*Your instructions*: In the listing below, find each line that holds the string "await" and copy it.

*Dataset excerpts*:
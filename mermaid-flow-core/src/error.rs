//! Failure classes for a single generation and for panel commands.
//!
//! Every variant ends the operation that raised it and nothing else: the
//! pipeline reports it through [`crate::contract::Notifier`] exactly once and
//! returns. An empty model reply is not an error; see
//! [`crate::generate::GenerationOutcome::EmptyResult`].

use std::path::PathBuf;
use thiserror::Error;

/// Missing or unusable settings detected before any external call.
#[derive(Debug, Error)]
pub enum ConfigurationError {
    #[error("API key is not configured. Set it in settings or the environment.")]
    MissingApiKey,
}

/// Failure while turning a multi-path capture into one text blob.
#[derive(Debug, Error)]
pub enum AggregationError {
    #[error("could not resolve path {path}: {source}")]
    ResolvePath {
        path: PathBuf,
        #[source]
        source: std::io::Error,
    },
    #[error("could not reserve an output file for the flattening tool: {0}")]
    Artifact(#[source] std::io::Error),
    #[error("flattening tool failed: {0}")]
    Tool(String),
    #[error("could not read flattening output {path}: {source}")]
    ReadOutput {
        path: PathBuf,
        #[source]
        source: std::io::Error,
    },
}

/// Anything raised by the completion call.
#[derive(Debug, Error)]
pub enum CompletionError {
    #[error("request to completion endpoint failed: {0}")]
    Transport(String),
    #[error("completion endpoint returned {status}: {body}")]
    Endpoint { status: u16, body: String },
    #[error("could not decode completion response: {0}")]
    Decode(String),
}

/// The preview panel could not be opened.
#[derive(Debug, Error)]
#[error("could not open preview panel: {0}")]
pub struct PresentError(pub String);

/// Writing an export or the clipboard failed. Reported per command; the panel stays open.
#[derive(Debug, Error)]
pub enum PersistenceError {
    #[error("failed to save diagram to {path}: {source}")]
    Write {
        path: PathBuf,
        #[source]
        source: std::io::Error,
    },
    #[error("failed to pick a save location: {0}")]
    Dialog(String),
    #[error("failed to copy Mermaid code: {0}")]
    Clipboard(String),
}

/// Panel message that does not belong to the command set.
#[derive(Debug, Error)]
pub enum CommandError {
    #[error("unknown panel command: {0}")]
    Unknown(String),
    #[error("malformed panel message: {0}")]
    Malformed(String),
}

/// Terminal failure of one generation.
#[derive(Debug, Error)]
pub enum GenerationError {
    #[error(transparent)]
    Configuration(#[from] ConfigurationError),
    #[error(transparent)]
    Aggregation(#[from] AggregationError),
    #[error(transparent)]
    Completion(#[from] CompletionError),
    #[error(transparent)]
    Present(#[from] PresentError),
}
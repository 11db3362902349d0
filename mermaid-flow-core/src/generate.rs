//! High-level pipeline: aggregate → build prompt → complete → extract → present.
//!
//! One call to [`generate`] is one generation. Every stage finishes before
//! the next starts, there is no retry, and the pipeline stops at the first
//! failure. Each outcome other than a shown preview is reported through the
//! [`Notifier`] exactly once.
//!
//! # Callable From
//! - The `mermaid-flow` CLI, once per invocation
//! - Integration tests, with `mockall` doubles for every collaborator
//!
//! # Error Handling
//! Failures come back as [`GenerationOutcome::Failed`]; the caller decides the
//! exit code. Nothing here panics the host.

use tracing::{error, info, warn};

use crate::aggregate::{aggregate, Aggregated, InputSource};
use crate::config::GenerationConfig;
use crate::contract::{CompletionClient, DiagramRequest, Flattener, Notifier, PanelHandle, Presenter};
use crate::error::GenerationError;
use crate::extract::{extract_diagram, ExtractedDiagram};
use crate::preview::PreviewSession;

/// Collaborators for one generation.
pub struct Collaborators<'a> {
    pub completion: &'a dyn CompletionClient,
    pub flattener: &'a dyn Flattener,
    pub presenter: &'a dyn Presenter,
    pub notifier: &'a dyn Notifier,
}

/// How a generation ended.
#[derive(Debug)]
pub enum GenerationOutcome {
    /// No input; carries the informational message that was shown.
    NothingToDo(&'static str),
    /// The model replied without content. Reported as a warning.
    EmptyResult,
    /// A panel is open for the extracted diagram.
    Presented {
        handle: PanelHandle,
        diagram: ExtractedDiagram,
    },
    Failed(GenerationError),
}

impl GenerationOutcome {
    pub fn is_failure(&self) -> bool {
        matches!(self, GenerationOutcome::Failed(_))
    }
}

/// Run the full pipeline for `input` with the settings snapshot `config`.
pub async fn generate(
    input: InputSource,
    config: &GenerationConfig,
    deps: &Collaborators<'_>,
) -> GenerationOutcome {
    info!("[GEN] Starting diagram generation");
    config.trace_loaded();

    match run_stages(input, config, deps).await {
        Ok(outcome) => outcome,
        Err(e) => {
            error!(error = %e, "[GEN][ERROR] Generation failed");
            deps.notifier.error(&user_message(&e));
            GenerationOutcome::Failed(e)
        }
    }
}

async fn run_stages(
    input: InputSource,
    config: &GenerationConfig,
    deps: &Collaborators<'_>,
) -> Result<GenerationOutcome, GenerationError> {
    if let Some(message) = input.empty_message() {
        return Ok(nothing_to_do(message, deps));
    }

    // A missing key aborts before any external call, the flattener included.
    if config.api_key().is_none() {
        return Err(crate::error::ConfigurationError::MissingApiKey.into());
    }

    // --- Aggregate ---
    let text = match aggregate(input, deps.flattener, deps.notifier).await? {
        Aggregated::Text(text) => text,
        Aggregated::Empty(message) => return Ok(nothing_to_do(message, deps)),
    };

    // --- Build prompt ---
    let request = DiagramRequest::from_config(config, text)?;

    // --- Complete ---
    deps.notifier.progress("Calling completion endpoint...");
    info!(model = %request.model_name, "[GEN] Calling completion endpoint");
    let result = deps.completion.complete(&request).await?;

    // --- Extract ---
    let content = match result.content {
        Some(content) if !content.is_empty() => content,
        _ => {
            warn!("[GEN] Completion returned no content");
            deps.notifier
                .warn("The completion endpoint did not return Mermaid code.");
            return Ok(GenerationOutcome::EmptyResult);
        }
    };
    let diagram = extract_diagram(&content);
    info!(
        was_fenced = diagram.was_fenced,
        len = diagram.code.len(),
        "[GEN] Extracted diagram"
    );

    // --- Present ---
    deps.notifier.progress("Rendering diagram...");
    let session = PreviewSession::new(diagram.clone());
    let handle = deps.presenter.present(session).await?;
    info!(session = %handle.session_id, location = %handle.location, "[GEN] Preview opened");
    Ok(GenerationOutcome::Presented { handle, diagram })
}

fn nothing_to_do(message: &'static str, deps: &Collaborators<'_>) -> GenerationOutcome {
    info!(reason = message, "[GEN] Nothing to generate from");
    deps.notifier.info(message);
    GenerationOutcome::NothingToDo(message)
}

fn user_message(e: &GenerationError) -> String {
    match e {
        GenerationError::Configuration(e) => e.to_string(),
        GenerationError::Aggregation(e) => format!("Error reading input: {e}"),
        GenerationError::Completion(e) => format!("Error generating Mermaid diagram: {e}"),
        GenerationError::Present(e) => e.to_string(),
    }
}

*Task solution*:
    match run_stages(input, config, deps).await {
    let text = match aggregate(input, deps.flattener, deps.notifier).await? {
    let result = deps.completion.complete(&request).await?;
    let handle = deps.presenter.present(session).await?;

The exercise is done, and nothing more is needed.